- Official poster
- Directed by: L P Ramarao
- Written by: Kona Venkat (dialogues)
- Screenplay by: Kona Venkat
- Story by: Puri Jagannadh
- Produced by: Katta Rambabu
- Starring: Rohit Rekha
- Cinematography: VSR Swamy
- Edited by: Marthand K. Venkatesh
- Music by: Chakri
- Production company: Sai Ooha Creations
- Release date: 15 August 2003;
- Country: India
- Language: Telugu

= Anaganaga O Kurraadu =

2003 Telugu film

Anaganaga O Kurraadu is a 2003 Indian Telugu-language romantic drama film directed by L P Ramarao and starring Rohit and Rekha. The film reuses has scenes inspired from Bend It Like Beckham (2002).

== Cast ==

- Rohit as Sachin
- Rekha as Rekha
- Banerjee as Vithal Rao
- Rajeev Kanakala as Rajeev
- Vizag Prasad as G. K. Naidu
- Devadas Kanakala as Rajeev's father
- Chalapati Rao as Driver
- Dharmavarapu Subrahmanyam
- Gundu Hanumantha Rao
- Sangeetha
- M. Balayya
- Kadambari Kiran
- Venkatapathy Raju as a selection committee member (special appearance)
- Mohammed Azharuddin as himself (special appearance)

== Production ==
Director LP Rama Rao previously worked under Puri Jagannadh.

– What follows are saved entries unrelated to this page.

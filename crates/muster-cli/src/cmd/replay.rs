//! `mstr replay`: drive a full engine from a scripted feed file.
//!
//! Deterministic harness: events come from an NDJSON script, the
//! authoritative backend is a JSON snapshot file, and the cache is
//! in-memory. Notifications print as they fire; the final list prints
//! once the engine settles.

use std::io::Write;
use std::path::{Path, PathBuf};
use std::sync::{Arc, Mutex};
use std::thread;
use std::time::Duration;

use anyhow::{Context, Result};
use clap::Args;
use muster_core::cache::{CacheStore, MemoryCacheStore};
use muster_core::engine::{Callbacks, EngineDeps, SyncEngine};
use muster_core::error::FetchError;
use muster_core::model::Incident;
use muster_core::notify::DispatchNotice;
use muster_core::reconcile::{IncidentSource, OnlineFlag};

use crate::config::ClientConfig;
use crate::feed_input::{ReplayTransport, read_events};
use crate::output::{OutputMode, SnapshotReport, render_snapshot};

#[derive(Args, Debug)]
pub struct ReplayArgs {
    /// NDJSON file of feed events, one per line.
    #[arg(long)]
    pub events: PathBuf,

    /// JSON file with the backend's authoritative list, either
    /// `{"incidents": [...]}` or a bare array. Defaults to empty.
    #[arg(long)]
    pub snapshot: Option<PathBuf>,

    /// Team id (overrides the config file).
    #[arg(long)]
    pub team: Option<String>,

    /// Gap between replayed events, in milliseconds.
    #[arg(long, default_value = "0")]
    pub event_gap_ms: u64,

    /// Extra settle time after the script drains, in milliseconds.
    /// Defaults to two coalescing windows.
    #[arg(long)]
    pub settle_ms: Option<u64>,
}

/// Backend standing in for the query endpoint during a replay.
struct SnapshotBackend {
    incidents: Vec<Incident>,
}

impl IncidentSource for SnapshotBackend {
    fn fetch_assigned(&self, _team_id: &str) -> Result<Vec<Incident>, FetchError> {
        Ok(self.incidents.clone())
    }
}

fn load_snapshot(path: Option<&Path>) -> Result<Vec<Incident>> {
    let Some(path) = path else {
        return Ok(Vec::new());
    };
    let content = std::fs::read_to_string(path)
        .with_context(|| format!("Failed to read {}", path.display()))?;

    let value: serde_json::Value = serde_json::from_str(&content)
        .with_context(|| format!("Failed to parse {}", path.display()))?;
    let list = value.get("incidents").cloned().unwrap_or(value);

    serde_json::from_value(list).with_context(|| format!("Bad incident list in {}", path.display()))
}

fn print_notice(notice: &DispatchNotice, mode: OutputMode) {
    let mut stdout = std::io::stdout().lock();
    let _ = if mode.is_json() {
        serde_json::to_writer(&mut stdout, notice)
            .map_err(std::io::Error::other)
            .and_then(|()| writeln!(stdout))
    } else {
        writeln!(
            stdout,
            "[{}] {}: {} ({})",
            notice.kind.as_str(),
            notice.incident_id,
            notice.incident_type.as_deref().unwrap_or("incident"),
            notice.reporter_name,
        )
    };
}

pub fn run_replay(args: &ReplayArgs, config: &ClientConfig, output: OutputMode) -> Result<()> {
    let team_id = args
        .team
        .clone()
        .or_else(|| config.team_id.clone())
        .context("no team id: pass --team or set team_id in the config file")?;

    let events = read_events(&args.events)?;
    let event_count = events.len();
    let incidents = load_snapshot(args.snapshot.as_deref())?;

    let transport = Arc::new(ReplayTransport::new(
        events,
        Duration::from_millis(args.event_gap_ms),
    ));
    let notices = Arc::new(Mutex::new(Vec::<DispatchNotice>::new()));

    let callbacks = Callbacks {
        on_new_dispatch: Some({
            let notices = Arc::clone(&notices);
            Arc::new(move |notice| {
                print_notice(&notice, output);
                if let Ok(mut collected) = notices.lock() {
                    collected.push(notice);
                }
            })
        }),
        on_instant_update: None,
    };

    let mut engine = SyncEngine::new(
        team_id,
        config.actor_id.clone(),
        EngineDeps {
            source: Arc::new(SnapshotBackend { incidents }),
            cache: Arc::new(MemoryCacheStore::new()) as Arc<dyn CacheStore>,
            connectivity: Arc::new(OnlineFlag::new(true)),
            transport,
        },
        callbacks,
        config.engine.clone(),
    );

    engine.refresh();
    engine.start();

    // Wait out the script plus enough slack for a trailing coalesced
    // refresh to land.
    let settle = args
        .settle_ms
        .unwrap_or(config.engine.coalesce_window_ms * 2);
    let event_span = args.event_gap_ms.saturating_mul(event_count as u64);
    thread::sleep(Duration::from_millis(event_span.saturating_add(settle)));

    engine.stop();

    let emitted = notices.lock().map_or(0, |collected| collected.len());
    tracing::info!(events = event_count, notifications = emitted, "replay complete");

    render_snapshot(&SnapshotReport::from_snapshot(engine.snapshot()), output)
}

Most of the film completed shooting by the end of 2002 sans three songs, which were to be shot in Malaysia and Singapore.

== Soundtrack ==
The music was composed by Chakri.

Track listing
| No. | Title | Singer(s) | Length |
|---|---|---|---|
| 1. | "Vijayam Mana Sontham" | Tippu, Anuradha Sriram | 4:17 |
| 2. | "Cell Phone Dwani" | Chakri, Gopika Poornima | 5:28 |
| 3. | "Kala Teravarindi" | Kousalya | 4:34 |
| 4. | "Nene Nuvvani" | Kousalya, Venu | 4:25 |
| 5. | "Sakku Sakku" | Raghu Kunche, Sunitha | 4:39 |
| 6. | "Chinna Dressulo" | Ravi Varma, Sudha | 5:14 |
| Total length: |  |  | 28:37 |

== Reception ==
Gudipoodi Srihari of The Hindu opined that "The narration becomes interesting only when it is deals with cricket". A critic from Sify wrote that "The film is made against the cricket background but comes a cropper as director Rama Rao fails to keep the tempo going". Jeevi of Idlebrain.com stated that "But the director failed to cash on the cricketing scenes in this film though the entire film revolves around cricket".